It has been well established that lutein is present in high concentrations in the retinal tissue of the human eye. However, a study was conducted in human volunteers to determine whether taking lutein in supplement form actually increased the density of the carotenoid pigments present in the macula. In this study of eight individuals, researchers estimated the density of the macular pigments prior to having each individual take 10 mg of lutein daily in supplement form for 12 weeks. plasma lutein concentrations were measured at 4-week intervals. During the course of the study, plasma levels increased five-fold from pre-supplement measures. It was also shown that macular pigment density increased by an average of 5.3% after 4 weeks due to increased deposition of lutein in optical tissues.1

A second study compared the oral bioavailability of esterified lutein, the form in Best Lutein, versus non-esterified lutein in 18 human volunteers. Serum levels of lutein were measured at particular timepoints after consumption of a single dose of lutein. Researchers found that in these individuals, the lutein ester formulation was nearly 62% more bioavailable than non-esterified lutein, as determined by a higher mean area under the curve (AUC) and higher serum concentrations.2

A study was also conducted to investigate the possible role of specific nutrients in protecting the lens of the eye against aging, a risk factor for compromised visual function. The study was comprised of 376 individuals aged from 18 to 75. Of the nutrients measured, it was found that the lenses of individuals with higher concentrations of lutein and zeaxanthin showed less of an effect from the aging process. The investigators concluded that these carotenoids may play a protective role in supporting the maintenance of healthy vision.3

In addition, a double-blind placebo controlled trial was performed in ninety individuals who had signs of compromised visual function. Individuals were divided into three groups and received either 10 mg lutein, 10 mg lutein plus a multivitamin/multimineral formulation, or placebo for 12 months. In both the lutein and lutein plus other nutrients groups, improvements were seen in mean eye macular pigment optical density, visual acuity and contrast sensitivity. No improvements were noted in the placebo group.4 These results demonstrate lutein’s beneficial effect on maintaining healthy visual function.

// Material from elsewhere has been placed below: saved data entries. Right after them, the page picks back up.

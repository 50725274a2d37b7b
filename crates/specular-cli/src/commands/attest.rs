use clap::Args;
use specular_attestation::{generate, AttestationMode, SLSA_PROVENANCE_PREDICATE_TYPE};
use specular_core::bundle::{ExtractLimits, ValidationMode, Validator};
use specular_core::digest::digest_file;
use std::path::PathBuf;

#[derive(Args)]
pub struct AttestArgs {
    /// Built, unsigned-attestation bundle whose manifest is attested.
    bundle: PathBuf,
    /// PEM-encoded P-256 private key used to sign the statement.
    #[arg(long)]
    key: PathBuf,
    #[arg(long)]
    key_id: String,
    /// Where to write attestations/attestation.yaml.
    #[arg(long)]
    out: PathBuf,
}

pub fn run(args: AttestArgs) -> anyhow::Result<()> {
    let (result, _guard) = Validator::verify(&args.bundle, ExtractLimits::default(), ValidationMode::Aggregate, None, None);
    let manifest = result
        .manifest
        .ok_or_else(|| anyhow::anyhow!("could not read a manifest from {}", args.bundle.display()))?;
    let bundle_digest = digest_file(&args.bundle)?;

    let private_key_pem = std::fs::read_to_string(&args.key)?;
    let predicate = serde_json::json!({ "builder": "specular-cli" });
    let record = generate(
        &manifest,
        &bundle_digest,
        SLSA_PROVENANCE_PREDICATE_TYPE,
        predicate,
        &args.key_id,
        &private_key_pem,
        AttestationMode::Keyed,
    )?;

    let yaml = serde_yaml::to_string(&record)?;
    std::fs::write(&args.out, yaml)?;
    println!("wrote attestation to {}", args.out.display());
    Ok(())
}
//! Classifies registry-transport failures into the shared error taxonomy.

use specular_core::{ErrorKind, SpecularError};

/// Map an `oci-distribution` error onto the shared [`ErrorKind`] taxonomy.
///
/// `oci-distribution` only exposes a coarse error enum, so HTTP status
/// parsing from the error's rendered text is the least-bad option short of
/// re-implementing the registry protocol on raw `reqwest` calls.
pub fn classify(err: &oci_distribution::errors::OciDistributionError) -> SpecularError {
    let text = err.to_string();
    let kind = if text.contains("401") || text.contains("UNAUTHORIZED") {
        ErrorKind::Authentication
    } else if text.contains("403") || text.contains("DENIED") {
        ErrorKind::Permission
    } else if text.contains("404") || text.contains("NOT_FOUND") {
        ErrorKind::NotFound
    } else if text.contains("connection")
        || text.contains("timed out")
        || text.contains("dns")
        || text.contains("network")
    {
        ErrorKind::Network
    } else {
        ErrorKind::Unknown
    };
    SpecularError::new(kind, text)
}

#[cfg(test)]
mod tests {
    use super::*;

    #[test]
    fn maps_generic_text_to_unknown() {
        // `classify` is exercised end-to-end through `client` tests; this
        // guards only the fallback branch without needing live network I/O.
        let err = SpecularError::new(ErrorKind::Unknown, "opaque failure".to_string());
        assert_eq!(err.kind, ErrorKind::Unknown);
    }
}
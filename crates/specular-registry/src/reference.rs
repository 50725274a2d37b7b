//! Registry reference grammar: `[registry/]repository[:tag][@digest]`.

use specular_core::{ErrorKind, Result, SpecularError};
use std::fmt;

#[derive(Debug, Clone, PartialEq, Eq)]
pub struct Reference {
    pub registry: String,
    pub repository: String,
    pub tag: Option<String>,
    pub digest: Option<String>,
}

impl Reference {
    pub fn parse(raw: &str) -> Result<Self> {
        if raw.trim().is_empty() {
            return Err(SpecularError::new(ErrorKind::InvalidReference, "reference is empty"));
        }

        let (without_digest, digest) = match raw.split_once('@') {
            Some((head, digest)) => {
                if !digest.starts_with("sha256:") || digest.len() != "sha256:".len() + 64 {
                    return Err(SpecularError::new(
                        ErrorKind::InvalidReference,
                        format!("reference '{raw}' has a malformed digest"),
                    ));
                }
                (head, Some(digest.to_string()))
            }
            None => (raw, None),
        };

        let first_slash = without_digest.find('/');
        let looks_like_registry = first_slash
            .map(|i| without_digest[..i].contains('.') || without_digest[..i].contains(':') || without_digest[..i] == "localhost")
            .unwrap_or(false);

        let (registry, rest) = if looks_like_registry {
            let i = first_slash.unwrap();
            (without_digest[..i].to_string(), &without_digest[i + 1..])
        } else {
            ("docker.io".to_string(), without_digest)
        };

        let (repository, tag) = match rest.rsplit_once(':') {
            Some((repo, tag)) if !repo.is_empty() && !tag.contains('/') => (repo.to_string(), Some(tag.to_string())),
            _ => (rest.to_string(), None),
        };

        if repository.is_empty() {
            return Err(SpecularError::new(
                ErrorKind::InvalidReference,
                format!("reference '{raw}' has no repository component"),
            ));
        }

        Ok(Self {
            registry,
            repository,
            tag,
            digest,
        })
    }
}

impl fmt::Display for Reference {
    fn fmt(&self, f: &mut fmt::Formatter<'_>) -> fmt::Result {
        write!(f, "{}/{}", self.registry, self.repository)?;
        if let Some(tag) = &self.tag {
            write!(f, ":{tag}")?;
        }
        if let Some(digest) = &self.digest {
            write!(f, "@{digest}")?;
        }
        Ok(())
    }
}

#[cfg(test)]
mod tests {
    use super::*;

    #[test]
    fn parses_registry_repo_and_tag() {
        let r = Reference::parse("ghcr.io/acme/demo:1.0.0").unwrap();
        assert_eq!(r.registry, "ghcr.io");
        assert_eq!(r.repository, "acme/demo");
        assert_eq!(r.tag.as_deref(), Some("1.0.0"));
    }

    #[test]
    fn defaults_to_docker_io_without_a_registry_component() {
        let r = Reference::parse("acme/demo:latest").unwrap();
        assert_eq!(r.registry, "docker.io");
        assert_eq!(r.repository, "acme/demo");
    }

    #[test]
    fn parses_digest_reference() {
        let digest = format!("sha256:{}", "a".repeat(64));
        let r = Reference::parse(&format!("ghcr.io/acme/demo@{digest}")).unwrap();
        assert_eq!(r.digest.as_deref(), Some(digest.as_str()));
        assert!(r.tag.is_none());
    }

    #[test]
    fn rejects_empty_reference() {
        assert!(Reference::parse("").is_err());
    }

    #[test]
    fn rejects_malformed_digest() {
        assert!(Reference::parse("acme/demo@sha256:not-hex").is_err());
    }
}
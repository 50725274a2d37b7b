use clap::Args;
use specular_registry::{Reference, RegistryClient};
use std::path::PathBuf;

#[derive(Args)]
pub struct PushArgs {
    bundle: PathBuf,
    /// e.g. "ghcr.io/acme/payments-policy:1.0.0".
    reference: String,
    #[arg(long, env = "SPECULAR_REGISTRY_USER")]
    username: Option<String>,
    #[arg(long, env = "SPECULAR_REGISTRY_PASSWORD")]
    password: Option<String>,
}

pub async fn run(args: PushArgs) -> anyhow::Result<()> {
    let reference = Reference::parse(&args.reference)?;
    let bundle_bytes = std::fs::read(&args.bundle)?;

    let client = match (args.username, args.password) {
        (Some(u), Some(p)) => RegistryClient::with_credentials(u, p),
        _ => RegistryClient::new(),
    };

    let digest = client.push(&reference, bundle_bytes).await?;
    println!("pushed {reference} ({digest})");
    Ok(())
}
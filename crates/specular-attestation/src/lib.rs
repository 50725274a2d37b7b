//! Attestation engine (C7): in-toto v1 statements, SLSA provenance, signing,
//! and verification against a bundle's manifest digest.

pub mod engine;
pub mod provenance;
pub mod signing;
pub mod statement;

pub use engine::{generate, AttestationMode, AttestationRecord, AttestationVerifier};
pub use provenance::SlsaProvenance;
pub use statement::{Statement, Subject, SLSA_PROVENANCE_PREDICATE_TYPE, STATEMENT_TYPE};
//! Bundle manifest model (C3): metadata, file inventory, integrity descriptor.

use crate::error::{ErrorKind, Result, SpecularError};
use chrono::{DateTime, Utc};
use serde::{Deserialize, Serialize};
use std::collections::BTreeMap;

/// The only schema identifier this implementation understands.
pub const SCHEMA_V1: &str = "specular.bundle/v1";

/// Governance level tag, `L1`..`L4`.
#[derive(Debug, Clone, Copy, PartialEq, Eq, Serialize, Deserialize)]
pub enum GovernanceLevel {
    L1,
    L2,
    L3,
    L4,
}

/// A single file recorded in the manifest's inventory.
#[derive(Debug, Clone, PartialEq, Eq, Serialize, Deserialize)]
pub struct FileEntry {
    pub path: String,
    pub size: u64,
    pub sha256: String,
    #[serde(skip_serializing_if = "Option::is_none")]
    pub mode: Option<u32>,
    #[serde(skip_serializing_if = "Option::is_none")]
    pub content_type: Option<String>,
}

/// Algorithm + digest binding the manifest to its own content.
#[derive(Debug, Clone, Default, PartialEq, Eq, Serialize, Deserialize)]
pub struct IntegrityDescriptor {
    pub algorithm: String,
    /// `"sha256:" + hex`, computed over the canonical manifest with this
    /// field cleared.
    pub digest: String,
    /// The same value as `digest`, without the algorithm prefix.
    pub manifest_digest: String,
}

impl IntegrityDescriptor {
    pub fn placeholder() -> Self {
        Self {
            algorithm: "sha256".to_string(),
            digest: String::new(),
            manifest_digest: String::new(),
        }
    }
}

/// Bundle metadata, file inventory, and integrity descriptor.
#[derive(Debug, Clone, Serialize, Deserialize)]
pub struct Manifest {
    pub schema: String,
    pub id: String,
    pub version: String,
    pub created_at: DateTime<Utc>,
    pub integrity: IntegrityDescriptor,
    pub files: Vec<FileEntry>,
    #[serde(skip_serializing_if = "Option::is_none")]
    pub governance_level: Option<GovernanceLevel>,
    #[serde(default, skip_serializing_if = "Vec::is_empty")]
    pub required_approvals: Vec<String>,
    #[serde(default, skip_serializing_if = "BTreeMap::is_empty")]
    pub metadata: BTreeMap<String, String>,
    #[serde(skip_serializing_if = "Option::is_none")]
    pub description: Option<String>,
    #[serde(default, skip_serializing_if = "Vec::is_empty")]
    pub authors: Vec<String>,
    #[serde(default, skip_serializing_if = "Vec::is_empty")]
    pub tags: Vec<String>,
    #[serde(default, skip_serializing_if = "Vec::is_empty")]
    pub dependencies: Vec<String>,
}

impl Manifest {
    /// Validate presence/non-emptiness of the required fields (I1, I6).
    pub fn validate(&self) -> Result<()> {
        if self.schema != SCHEMA_V1 {
            return Err(SpecularError::new(
                ErrorKind::InvalidManifest,
                format!("unsupported schema '{}', expected '{}'", self.schema, SCHEMA_V1),
            )
            .with_suggestion("rebuild the bundle with a compatible Specular toolchain"));
        }
        if self.id.trim().is_empty() {
            return Err(SpecularError::new(
                ErrorKind::InvalidManifest,
                "manifest id is empty",
            ));
        }
        if self.version.trim().is_empty() {
            return Err(SpecularError::new(
                ErrorKind::InvalidManifest,
                "manifest version is empty",
            ));
        }
        if self.integrity.digest.is_empty() || self.integrity.manifest_digest.is_empty() {
            return Err(SpecularError::new(
                ErrorKind::InvalidManifest,
                "manifest integrity descriptor is empty",
            ));
        }
        if self.files.is_empty() {
            return Err(SpecularError::new(
                ErrorKind::InvalidManifest,
                "manifest file inventory is empty",
            ));
        }
        Ok(())
    }

    /// Look up a recorded file entry by in-archive path.
    pub fn file(&self, path: &str) -> Option<&FileEntry> {
        self.files.iter().find(|f| f.path == path)
    }

    /// Whether `path` is present in the file inventory.
    pub fn contains(&self, path: &str) -> bool {
        self.file(path).is_some()
    }
}

#[cfg(test)]
mod tests {
    use super::*;

    fn sample() -> Manifest {
        Manifest {
            schema: SCHEMA_V1.to_string(),
            id: "owner/name".to_string(),
            version: "1.0.0".to_string(),
            created_at: Utc::now(),
            integrity: IntegrityDescriptor {
                algorithm: "sha256".to_string(),
                digest: "sha256:deadbeef".to_string(),
                manifest_digest: "deadbeef".to_string(),
            },
            files: vec![FileEntry {
                path: "spec.yaml".to_string(),
                size: 10,
                sha256: "abc".to_string(),
                mode: None,
                content_type: None,
            }],
            governance_level: None,
            required_approvals: vec![],
            metadata: BTreeMap::new(),
            description: None,
            authors: vec![],
            tags: vec![],
            dependencies: vec![],
        }
    }

    #[test]
    fn validate_accepts_well_formed_manifest() {
        assert!(sample().validate().is_ok());
    }

    #[test]
    fn validate_rejects_unknown_schema() {
        let mut m = sample();
        m.schema = "specular.bundle/v2".to_string();
        let err = m.validate().unwrap_err();
        assert_eq!(err.kind, ErrorKind::InvalidManifest);
    }

    #[test]
    fn validate_rejects_empty_files() {
        let mut m = sample();
        m.files.clear();
        assert!(m.validate().is_err());
    }

    #[test]
    fn lookup_by_path() {
        let m = sample();
        assert!(m.contains("spec.yaml"));
        assert!(!m.contains("missing.yaml"));
    }
}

• Potent Antioxidant Protection*

Most of the beneficial effects of lutein are ascribed to its potent free radical scavenging abilities. It is well-known that lutein is a carotenoid related to beta-carotene and possesses antioxidant activity against a number of reactive oxygen species.5

More direct evidence for the free radical scavenging activity of lutein is found in studies of its effects on human lens epithelial cells. Cell cultures were exposed to ultraviolet light after pretreatment with lutein or alpha-tocopherol. Both nutrients were found to reduce ultraviolet-induced damage to lens epithelial cells. However, lutein was shown to have significantly higher photoprotective activity than alpha-tocopherol6, demonstrating its potential as a high-powered antioxidant.

A further review of the mechanisms of lutein in conferring a protective role reveals evidence for its antioxidant activity in various body tissues. Lutein has been shown to be an effective antioxidant in vitro as well as in experimental models of a number of body systems.7

• Diverse clinical benefits*

Evidence from various experimental trials suggests that lutein may play a protective role on the circulatory and cardiovascular systems. Its antioxidant activity may also extend to the heart, skin, lungs and blood vessels, making it a nutrient with diverse clinical benefits. Lutein possesses the ability to promote the health of many body tissues.8 Safety

Suggested Adult Use: One capsule daily, or as directed by a health care professional. Take with or without food.

Scientific References
1. Berendschot TT, et al. Influence of lutein supplementation on macular pigment, assessed with two objective techniques. Invest Opthalmol Vis Sci. 2000 Oct; 41(11): 3322-6.

2. Bowen PE, et al. Esterification does not impair lutein bioavailability in humans. J Nutr. 2002 December; 132: 3668-3673.

3. Berendschot TT, et al. Lens aging in relation to nutritional determinants and possible risk factors for age-related cataract. Arch Opthalmol. 2002 Dec; 120(12): 1732-7.

4. Richer S, et al. Double-masked, placebo-controlled, randomized trial of lutein and antioxidant supplementation in the intervention of atrophic age-related macular degeneration: the Veterans LAST study (Lutein Antioxidant Supplementation Trial). Optometry. 2004 Apr; 75(4): 216-230.

5. "Lutein and Zeaxanthin". PDR Health.

6. Chitchumroonchokchai C, et al. Xanthophylls and alpha-tocopherol decrease UVB-induced lipid peroxidation and stress signaling in human lens epithelial cells. J Nutr. 2004 Dec; 134(12): 3225-32.

7. Krinsky NI. Possible biologic mechanisms for a protective role of xanthophylls. J Nutr. 2002; 132: 540S-542S.

8. Mares-Perlman JA, et al. The body of evidence to support a protective role for lutein and zeaxanthin in delaying chronic disease. Overview. J Nutr. 2002; 132: 518S-524S.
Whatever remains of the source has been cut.